_EXERCISE DIRECTIONS_
The records shown below are to be repeated exactly and completely.

--- DATA EXCERPTS Enclosed Below ---

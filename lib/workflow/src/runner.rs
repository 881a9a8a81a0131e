//! The workflow runner.
//!
//! The runner drives each run by asking its definition for the next step,
//! recording that decision in history, and acting on it:
//!
//! 1. Activities are handed to the [`ActivityExecutor`]; the outcome is
//!    recorded and the loop continues.
//! 2. Timers and signal waits are recorded with an absolute deadline and
//!    put into the wait registry. The run then holds no task until a signal
//!    arrives or [`WorkflowRunner::fire_due`] finds the deadline passed.
//! 3. Terminal steps record the final event.
//!
//! Every state change is appended to the [`HistoryStore`] before it is
//! applied in memory, so [`WorkflowRunner::recover`] can rebuild any run
//! after a restart. Activity steps are keyed by `(run_id, step)` in the
//! executor's ledger, so a step that finished before a crash is not run
//! again when the run resumes.

use crate::activity::ActivityExecutor;
use crate::clock::Clock;
use crate::definition::WorkflowRegistry;
use crate::envelope::Envelope;
use crate::error::RunnerError;
use crate::execution::{InvocationOutcome, RunEvent, RunStatus, WorkflowRun};
use crate::history::HistoryStore;
use crate::kind::WorkflowKind;
use crate::run_state::{PendingStep, RunState, RunStateBuilder};
use crate::step::Step;
use chrono::{DateTime, Utc};
use flowmentor_core::{UserId, WorkflowRunId};
use serde_json::Value as JsonValue;
use std::collections::HashMap;
use std::future::Future;
use std::sync::{Arc, PoisonError};
use tokio::sync::Mutex;
use tokio::task::JoinSet;
use tokio::time::MissedTickBehavior;
use tracing::instrument;

/// Result of delivering a signal.
#[derive(Debug, Clone, Copy, PartialEq, Eq)]
pub enum SignalOutcome {
    /// The run was waiting for this signal and resumed.
    Accepted,
    /// The run was not waiting for this signal; nothing changed.
    Ignored,
}

impl SignalOutcome {
    #[must_use]
    pub const fn as_str(&self) -> &'static str {
        match self {
            Self::Accepted => "accepted",
            Self::Ignored => "ignored",
        }
    }
}

/// Result of a cancel request.
#[derive(Debug, Clone, Copy, PartialEq, Eq)]
pub enum CancelOutcome {
    Cancelled,
    /// The run had already finished; its status is unchanged.
    AlreadyTerminal(RunStatus),
}

/// What a caller learns when asking for a run's result.
#[derive(Debug, Clone, PartialEq)]
pub enum RunOutcome {
    Completed(JsonValue),
    Failed(String),
    TimedOut(String),
    Cancelled,
    /// Not finished yet.
    Pending(RunStatus),
}

impl RunOutcome {
    fn of(run: &WorkflowRun) -> Self {
        let error = || run.error.clone().unwrap_or_default();
        match run.status {
            RunStatus::Completed => Self::Completed(run.result.clone().unwrap_or(JsonValue::Null)),
            RunStatus::Failed => Self::Failed(error()),
            RunStatus::TimedOut => Self::TimedOut(error()),
            RunStatus::Cancelled => Self::Cancelled,
            status => Self::Pending(status),
        }
    }
}

#[derive(Debug)]
struct RunSlot {
    state: RunState,
    /// A driver task owns this run.
    active: bool,
}

type SharedSlot = Arc<Mutex<RunSlot>>;

struct RunnerInner {
    definitions: WorkflowRegistry,
    executor: ActivityExecutor,
    history: Arc<dyn HistoryStore>,
    clock: Arc<dyn Clock>,
    runs: Mutex<HashMap<WorkflowRunId, SharedSlot>>,
    /// Deadline of the open timer or signal wait of each waiting run.
    waits: Mutex<HashMap<WorkflowRunId, DateTime<Utc>>>,
    tasks: std::sync::Mutex<JoinSet<()>>,
}

/// Executes workflow runs durably.
///
/// Cheap to clone; clones share the same runs.
#[derive(Clone)]
pub struct WorkflowRunner {
    inner: Arc<RunnerInner>,
}

impl std::fmt::Debug for WorkflowRunner {
    fn fmt(&self, f: &mut std::fmt::Formatter<'_>) -> std::fmt::Result {
        f.debug_struct("WorkflowRunner")
            .field("definitions", &self.inner.definitions)
            .field("executor", &self.inner.executor)
            .finish_non_exhaustive()
    }
}
//! Durable record of which scheduled firings already happened.
//!
//! A firing is identified by `(kind, user, local date)`. Claiming a key is
//! insert-if-absent, so two schedulers (or two ticks of one) racing for the
//! same occurrence start the workflow once.

use crate::error::TriggerError;
use async_trait::async_trait;
use chrono::{DateTime, NaiveDate, Utc};
use flowmentor_core::{TriggerId, UserId, WorkflowRunId};
use flowmentor_integration::DocumentStore;
use flowmentor_workflow::WorkflowKind;
use serde::{Deserialize, Serialize};
use std::sync::Arc;

/// Collection holding firing records.
pub const FIRINGS_COLLECTION: &str = "schedule_firings";

/// One claimed occurrence of a trigger.
#[derive(Debug, Clone, PartialEq, Eq, Serialize, Deserialize)]
pub struct Firing {
    pub trigger_id: TriggerId,
    pub kind: WorkflowKind,
    pub user_id: UserId,
    pub local_date: NaiveDate,
    pub scheduled_for: DateTime<Utc>,
    pub claimed_at: DateTime<Utc>,
    /// Set once the run has been started.
    pub run_id: Option<WorkflowRunId>,
}

/// Trait for firing ledger storage.
#[async_trait]
pub trait FiringLedger: Send + Sync {
    /// Claims a firing key.
    ///
    /// Returns `true` only for the first claim of a key.
    async fn claim(&self, key: &str, firing: &Firing) -> Result<bool, TriggerError>;

    /// Records the run a claimed firing started.
    async fn record_run(&self, key: &str, firing: &Firing) -> Result<(), TriggerError>;
}

/// Firing ledger kept in the document store.
#[derive(Clone)]
pub struct DocumentFiringLedger {
    store: Arc<dyn DocumentStore>,
}

impl DocumentFiringLedger {
    #[must_use]
    pub fn new(store: Arc<dyn DocumentStore>) -> Self {
        Self { store }
    }
}

impl std::fmt::Debug for DocumentFiringLedger {
    fn fmt(&self, f: &mut std::fmt::Formatter<'_>) -> std::fmt::Result {
        f.debug_struct("DocumentFiringLedger").finish_non_exhaustive()
    }
}

fn encode(firing: &Firing) -> Result<serde_json::Value, TriggerError> {
    serde_json::to_value(firing).map_err(|e| TriggerError::LedgerFailed {
        reason: e.to_string(),
    })
}

#[async_trait]
impl FiringLedger for DocumentFiringLedger {
    async fn claim(&self, key: &str, firing: &Firing) -> Result<bool, TriggerError> {
        self.store
            .put_if_absent(FIRINGS_COLLECTION, key, encode(firing)?)
            .await
            .map_err(|e| TriggerError::LedgerFailed {
                reason: e.to_string(),
            })
    }

    async fn record_run(&self, key: &str, firing: &Firing) -> Result<(), TriggerError> {
        self.store
            .put(FIRINGS_COLLECTION, key, encode(firing)?)
            .await
            .map_err(|e| TriggerError::LedgerFailed {
                reason: e.to_string(),
            })
    }
}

--- End of Enclosed DATA EXCERPTS ---

_FINISHED EXERCISE_
filename lib/workflow/src/runner.rs
repository 881a9a8a81a0131e
//! The workflow runner.
//!
//! The runner drives each run by asking its definition for the next step,
//! recording that decision in history, and acting on it:
//!
//! 1. Activities are handed to the [`ActivityExecutor`]; the outcome is
//!    recorded and the loop continues.
//! 2. Timers and signal waits are recorded with an absolute deadline and
//!    put into the wait registry. The run then holds no task until a signal
//!    arrives or [`WorkflowRunner::fire_due`] finds the deadline passed.
//! 3. Terminal steps record the final event.
//!
//! Every state change is appended to the [`HistoryStore`] before it is
//! applied in memory, so [`WorkflowRunner::recover`] can rebuild any run
//! after a restart. Activity steps are keyed by `(run_id, step)` in the
//! executor's ledger, so a step that finished before a crash is not run
//! again when the run resumes.

use crate::activity::ActivityExecutor;
use crate::clock::Clock;
use crate::definition::WorkflowRegistry;
use crate::envelope::Envelope;
use crate::error::RunnerError;
use crate::execution::{InvocationOutcome, RunEvent, RunStatus, WorkflowRun};
use crate::history::HistoryStore;
use crate::kind::WorkflowKind;
use crate::run_state::{PendingStep, RunState, RunStateBuilder};
use crate::step::Step;
use chrono::{DateTime, Utc};
use flowmentor_core::{UserId, WorkflowRunId};
use serde_json::Value as JsonValue;
use std::collections::HashMap;
use std::future::Future;
use std::sync::{Arc, PoisonError};
use tokio::sync::Mutex;
use tokio::task::JoinSet;
use tokio::time::MissedTickBehavior;
use tracing::instrument;

/// Result of delivering a signal.
#[derive(Debug, Clone, Copy, PartialEq, Eq)]
pub enum SignalOutcome {
    /// The run was waiting for this signal and resumed.
    Accepted,
    /// The run was not waiting for this signal; nothing changed.
    Ignored,
}

impl SignalOutcome {
    #[must_use]
    pub const fn as_str(&self) -> &'static str {
        match self {
            Self::Accepted => "accepted",
            Self::Ignored => "ignored",
        }
    }
}

/// Result of a cancel request.
#[derive(Debug, Clone, Copy, PartialEq, Eq)]
pub enum CancelOutcome {
    Cancelled,
    /// The run had already finished; its status is unchanged.
    AlreadyTerminal(RunStatus),
}

/// What a caller learns when asking for a run's result.
#[derive(Debug, Clone, PartialEq)]
pub enum RunOutcome {
    Completed(JsonValue),
    Failed(String),
    TimedOut(String),
    Cancelled,
    /// Not finished yet.
    Pending(RunStatus),
}

impl RunOutcome {
    fn of(run: &WorkflowRun) -> Self {
        let error = || run.error.clone().unwrap_or_default();
        match run.status {
            RunStatus::Completed => Self::Completed(run.result.clone().unwrap_or(JsonValue::Null)),
            RunStatus::Failed => Self::Failed(error()),
            RunStatus::TimedOut => Self::TimedOut(error()),
            RunStatus::Cancelled => Self::Cancelled,
            status => Self::Pending(status),
        }
    }
}

#[derive(Debug)]
struct RunSlot {
    state: RunState,
    /// A driver task owns this run.
    active: bool,
}

type SharedSlot = Arc<Mutex<RunSlot>>;

struct RunnerInner {
    definitions: WorkflowRegistry,
    executor: ActivityExecutor,
    history: Arc<dyn HistoryStore>,
    clock: Arc<dyn Clock>,
    runs: Mutex<HashMap<WorkflowRunId, SharedSlot>>,
    /// Deadline of the open timer or signal wait of each waiting run.
    waits: Mutex<HashMap<WorkflowRunId, DateTime<Utc>>>,
    tasks: std::sync::Mutex<JoinSet<()>>,
}

/// Executes workflow runs durably.
///
/// Cheap to clone; clones share the same runs.
#[derive(Clone)]
pub struct WorkflowRunner {
    inner: Arc<RunnerInner>,
}

impl std::fmt::Debug for WorkflowRunner {
    fn fmt(&self, f: &mut std::fmt::Formatter<'_>) -> std::fmt::Result {
        f.debug_struct("WorkflowRunner")
            .field("definitions", &self.inner.definitions)
            .field("executor", &self.inner.executor)
            .finish_non_exhaustive()
    }
}
//! Durable record of which scheduled firings already happened.
//!
//! A firing is identified by `(kind, user, local date)`. Claiming a key is
//! insert-if-absent, so two schedulers (or two ticks of one) racing for the
//! same occurrence start the workflow once.

use crate::error::TriggerError;
use async_trait::async_trait;
use chrono::{DateTime, NaiveDate, Utc};
use flowmentor_core::{TriggerId, UserId, WorkflowRunId};
use flowmentor_integration::DocumentStore;
use flowmentor_workflow::WorkflowKind;
use serde::{Deserialize, Serialize};
use std::sync::Arc;

/// Collection holding firing records.
pub const FIRINGS_COLLECTION: &str = "schedule_firings";

/// One claimed occurrence of a trigger.
#[derive(Debug, Clone, PartialEq, Eq, Serialize, Deserialize)]
pub struct Firing {
    pub trigger_id: TriggerId,
    pub kind: WorkflowKind,
    pub user_id: UserId,
    pub local_date: NaiveDate,
    pub scheduled_for: DateTime<Utc>,
    pub claimed_at: DateTime<Utc>,
    /// Set once the run has been started.
    pub run_id: Option<WorkflowRunId>,
}

/// Trait for firing ledger storage.
#[async_trait]
pub trait FiringLedger: Send + Sync {
    /// Claims a firing key.
    ///
    /// Returns `true` only for the first claim of a key.
    async fn claim(&self, key: &str, firing: &Firing) -> Result<bool, TriggerError>;

    /// Records the run a claimed firing started.
    async fn record_run(&self, key: &str, firing: &Firing) -> Result<(), TriggerError>;
}

/// Firing ledger kept in the document store.
#[derive(Clone)]
pub struct DocumentFiringLedger {
    store: Arc<dyn DocumentStore>,
}

impl DocumentFiringLedger {
    #[must_use]
    pub fn new(store: Arc<dyn DocumentStore>) -> Self {
        Self { store }
    }
}

impl std::fmt::Debug for DocumentFiringLedger {
    fn fmt(&self, f: &mut std::fmt::Formatter<'_>) -> std::fmt::Result {
        f.debug_struct("DocumentFiringLedger").finish_non_exhaustive()
    }
}

fn encode(firing: &Firing) -> Result<serde_json::Value, TriggerError> {
    serde_json::to_value(firing).map_err(|e| TriggerError::LedgerFailed {
        reason: e.to_string(),
    })
}

#[async_trait]
impl FiringLedger for DocumentFiringLedger {
    async fn claim(&self, key: &str, firing: &Firing) -> Result<bool, TriggerError> {
        self.store
            .put_if_absent(FIRINGS_COLLECTION, key, encode(firing)?)
            .await
            .map_err(|e| TriggerError::LedgerFailed {
                reason: e.to_string(),
            })
    }

    async fn record_run(&self, key: &str, firing: &Firing) -> Result<(), TriggerError> {
        self.store
            .put(FIRINGS_COLLECTION, key, encode(firing)?)
            .await
            .map_err(|e| TriggerError::LedgerFailed {
                reason: e.to_string(),
            })
    }
}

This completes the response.